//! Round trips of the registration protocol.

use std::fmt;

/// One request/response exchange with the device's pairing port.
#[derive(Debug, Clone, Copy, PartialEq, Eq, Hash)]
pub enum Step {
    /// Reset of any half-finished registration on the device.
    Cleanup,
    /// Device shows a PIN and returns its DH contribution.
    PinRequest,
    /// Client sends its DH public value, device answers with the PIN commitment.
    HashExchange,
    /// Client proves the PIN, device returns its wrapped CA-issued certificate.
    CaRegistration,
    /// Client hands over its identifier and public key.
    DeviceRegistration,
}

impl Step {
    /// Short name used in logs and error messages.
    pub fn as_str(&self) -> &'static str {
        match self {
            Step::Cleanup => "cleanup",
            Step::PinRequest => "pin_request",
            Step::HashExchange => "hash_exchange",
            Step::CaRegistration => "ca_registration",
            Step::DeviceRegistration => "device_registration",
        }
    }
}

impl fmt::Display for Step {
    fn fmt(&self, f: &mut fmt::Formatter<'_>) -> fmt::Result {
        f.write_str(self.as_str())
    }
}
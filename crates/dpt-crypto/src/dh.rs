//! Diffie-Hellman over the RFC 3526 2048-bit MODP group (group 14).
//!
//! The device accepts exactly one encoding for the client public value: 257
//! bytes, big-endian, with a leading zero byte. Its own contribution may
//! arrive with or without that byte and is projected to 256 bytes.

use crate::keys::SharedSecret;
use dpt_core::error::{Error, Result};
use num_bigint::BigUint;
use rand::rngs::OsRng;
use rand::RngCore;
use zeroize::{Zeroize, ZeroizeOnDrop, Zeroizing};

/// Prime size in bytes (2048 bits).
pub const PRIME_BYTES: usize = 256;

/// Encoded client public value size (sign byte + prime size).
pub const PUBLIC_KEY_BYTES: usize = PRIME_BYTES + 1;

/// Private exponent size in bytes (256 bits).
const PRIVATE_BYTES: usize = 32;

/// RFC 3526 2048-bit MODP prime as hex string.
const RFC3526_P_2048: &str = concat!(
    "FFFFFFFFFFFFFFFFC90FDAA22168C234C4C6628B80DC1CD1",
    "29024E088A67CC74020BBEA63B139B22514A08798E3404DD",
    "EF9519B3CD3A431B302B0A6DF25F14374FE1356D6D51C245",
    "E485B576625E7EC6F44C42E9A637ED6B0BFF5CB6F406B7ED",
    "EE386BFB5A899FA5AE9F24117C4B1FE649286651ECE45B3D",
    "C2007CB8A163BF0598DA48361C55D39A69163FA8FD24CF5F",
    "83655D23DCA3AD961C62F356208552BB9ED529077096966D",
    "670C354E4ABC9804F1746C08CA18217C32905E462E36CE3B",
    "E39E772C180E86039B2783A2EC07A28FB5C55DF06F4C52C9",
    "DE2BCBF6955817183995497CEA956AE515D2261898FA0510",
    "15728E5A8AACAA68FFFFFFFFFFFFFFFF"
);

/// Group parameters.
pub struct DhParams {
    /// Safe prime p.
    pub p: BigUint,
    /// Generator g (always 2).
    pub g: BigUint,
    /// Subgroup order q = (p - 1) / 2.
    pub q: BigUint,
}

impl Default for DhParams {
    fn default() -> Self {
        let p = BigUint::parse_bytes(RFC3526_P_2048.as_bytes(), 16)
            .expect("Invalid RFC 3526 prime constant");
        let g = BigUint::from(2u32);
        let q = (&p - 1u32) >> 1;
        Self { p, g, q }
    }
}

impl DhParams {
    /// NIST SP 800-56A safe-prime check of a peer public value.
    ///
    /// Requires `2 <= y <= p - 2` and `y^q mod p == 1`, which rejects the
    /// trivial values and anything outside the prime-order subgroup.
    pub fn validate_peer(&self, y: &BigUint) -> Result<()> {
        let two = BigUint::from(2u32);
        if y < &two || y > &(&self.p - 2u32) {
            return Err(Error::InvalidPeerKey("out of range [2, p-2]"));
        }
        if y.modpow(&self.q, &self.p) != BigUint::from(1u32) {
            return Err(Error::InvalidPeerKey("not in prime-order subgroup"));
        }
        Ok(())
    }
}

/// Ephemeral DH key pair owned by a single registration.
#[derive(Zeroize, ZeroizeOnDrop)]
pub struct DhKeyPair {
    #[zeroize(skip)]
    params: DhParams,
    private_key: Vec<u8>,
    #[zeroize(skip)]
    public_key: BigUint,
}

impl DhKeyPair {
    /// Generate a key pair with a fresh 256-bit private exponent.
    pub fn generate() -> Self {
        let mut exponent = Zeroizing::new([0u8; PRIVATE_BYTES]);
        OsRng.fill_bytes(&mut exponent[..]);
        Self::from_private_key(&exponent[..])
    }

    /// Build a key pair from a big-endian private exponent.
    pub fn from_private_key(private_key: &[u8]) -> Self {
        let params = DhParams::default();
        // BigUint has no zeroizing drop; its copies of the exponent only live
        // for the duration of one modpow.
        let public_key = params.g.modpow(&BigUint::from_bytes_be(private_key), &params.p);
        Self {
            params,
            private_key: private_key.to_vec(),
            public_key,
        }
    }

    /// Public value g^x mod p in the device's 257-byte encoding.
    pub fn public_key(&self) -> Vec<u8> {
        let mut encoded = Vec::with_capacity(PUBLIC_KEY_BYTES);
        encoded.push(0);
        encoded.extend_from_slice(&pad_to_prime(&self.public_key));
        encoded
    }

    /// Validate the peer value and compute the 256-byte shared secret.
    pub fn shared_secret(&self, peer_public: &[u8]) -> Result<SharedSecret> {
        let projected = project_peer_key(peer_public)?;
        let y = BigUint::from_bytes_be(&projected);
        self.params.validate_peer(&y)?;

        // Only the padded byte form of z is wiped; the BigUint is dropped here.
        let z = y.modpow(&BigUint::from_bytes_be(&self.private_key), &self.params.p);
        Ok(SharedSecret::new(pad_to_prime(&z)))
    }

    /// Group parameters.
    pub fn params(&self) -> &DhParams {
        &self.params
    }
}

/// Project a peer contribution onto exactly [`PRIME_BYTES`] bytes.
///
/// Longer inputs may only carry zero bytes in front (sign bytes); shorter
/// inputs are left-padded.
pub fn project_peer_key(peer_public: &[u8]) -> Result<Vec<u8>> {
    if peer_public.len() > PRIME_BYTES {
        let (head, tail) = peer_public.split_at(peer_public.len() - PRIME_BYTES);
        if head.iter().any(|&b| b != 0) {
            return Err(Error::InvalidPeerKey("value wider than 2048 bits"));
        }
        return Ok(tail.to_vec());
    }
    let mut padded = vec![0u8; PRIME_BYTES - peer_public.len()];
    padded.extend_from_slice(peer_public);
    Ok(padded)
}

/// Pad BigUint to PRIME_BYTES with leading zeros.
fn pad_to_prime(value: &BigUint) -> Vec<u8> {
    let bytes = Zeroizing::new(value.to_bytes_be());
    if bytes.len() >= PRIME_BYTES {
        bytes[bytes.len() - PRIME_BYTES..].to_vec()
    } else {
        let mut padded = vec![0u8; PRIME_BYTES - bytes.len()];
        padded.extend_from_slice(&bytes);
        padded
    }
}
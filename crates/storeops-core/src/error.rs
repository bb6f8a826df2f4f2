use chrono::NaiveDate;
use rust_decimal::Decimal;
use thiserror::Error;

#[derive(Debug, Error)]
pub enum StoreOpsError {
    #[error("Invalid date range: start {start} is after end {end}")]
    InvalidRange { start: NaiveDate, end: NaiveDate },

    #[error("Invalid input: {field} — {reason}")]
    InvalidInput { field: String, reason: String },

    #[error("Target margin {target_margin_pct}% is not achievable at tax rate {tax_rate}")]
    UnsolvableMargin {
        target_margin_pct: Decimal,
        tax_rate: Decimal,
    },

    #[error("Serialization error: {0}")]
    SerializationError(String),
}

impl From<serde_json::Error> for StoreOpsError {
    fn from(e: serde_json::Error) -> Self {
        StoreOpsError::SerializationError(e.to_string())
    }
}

TASK GOAL:
For the string "struct", give the number of lines in the data that contain it, and only that number.

WRITTEN REPLY:
2